As there are two strategies to sum up an archive there are numerous ways on based which sum up should be possible. Like Summarization on substance, subtleties, input and so forth. There are a great deal of calculations utilized in both the strategies to sum up a report. This proposed framework

utilizes Extractive strategy for outline of books which data about specific theme or a story.

Extractive Summarization

These techniques depend on removing a few sections, for example, expressions and sentences, from a bit of content and stack them together to make a synopsis. Along these lines, recognizing the correct sentences for rundown is of most extreme significance in an extractive technique. This system uses PageRank Algorithm implemented in colab to summarize a document.

TextRank Algorithm

Page Rank algorithm is basically used in ranking web pages. It is generated by the probability of the user visiting the page and it generates a probability matrix and tells us which page is going to be visited. This algorithm is the base for the TextRank algorithm. As page rank works on web pages TextRank works on sentences and text.

Fig 2. TextRank Algorithm

The above outline shows the flowchart of PageRank Algorithm where the archive is perused as full content without containing any pictures in input record. First it will check the arrangement of info archive whether it is txt or pdf The record is perused from the drive where it is first mounted. In the wake of perusing information the information content is splitted into discrete sentences apply word installing module, for example, Number Batch or Glove Embedding. This framework utilizes Number clump for inserting module. It figures number of lines or bytes present in input report. It is very important to pre-process the data as it gives better result. The steps to pre-process the data in extractive method is

  • Removing Punctuations.

  • Removing numbers and special characters.

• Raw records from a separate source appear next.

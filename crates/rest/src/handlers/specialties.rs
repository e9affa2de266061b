//! Specialty catalogue endpoint handler.

use axum::{Json, extract::State};

use crate::responses::SpecialtiesResponse;
use crate::state::AppState;

/// Handler for the specialty catalogue endpoint.
///
/// # HTTP Request
///
/// `GET [base]/specialties`
///
/// # Response
///
/// Every distinct specialty in the directory, in first-appearance order.
/// Clients render these as filter checkboxes.
pub async fn specialties_handler(State(state): State<AppState>) -> Json<SpecialtiesResponse> {
    Json(SpecialtiesResponse::new(
        state.directory().specialties().to_vec(),
    ))
}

  • Removing stop words using nltk library.

After Text Pre-Processing it utilizes vector portrayal. To make comparability lattice. This will store the scores of grid in cosine structure. Changing over the grid into graphical portrayal. Each information has distinctive graphical portrayal as per the lattice framed or scores of archive. Applying PageRank Algorithm with the goal that sentences can be shown according to their likelihood and significance.

Finding MaxRank() :- This will give the rank of sentences having highest score in matrix.

Finding Minrank() :- This will give the rank of sentences having lowest score in matrix.

If some sentences having equal number of ranks, then they all are same and all sentences give the summary but first sentence will be considered. The sentences are then sorted to print summarize.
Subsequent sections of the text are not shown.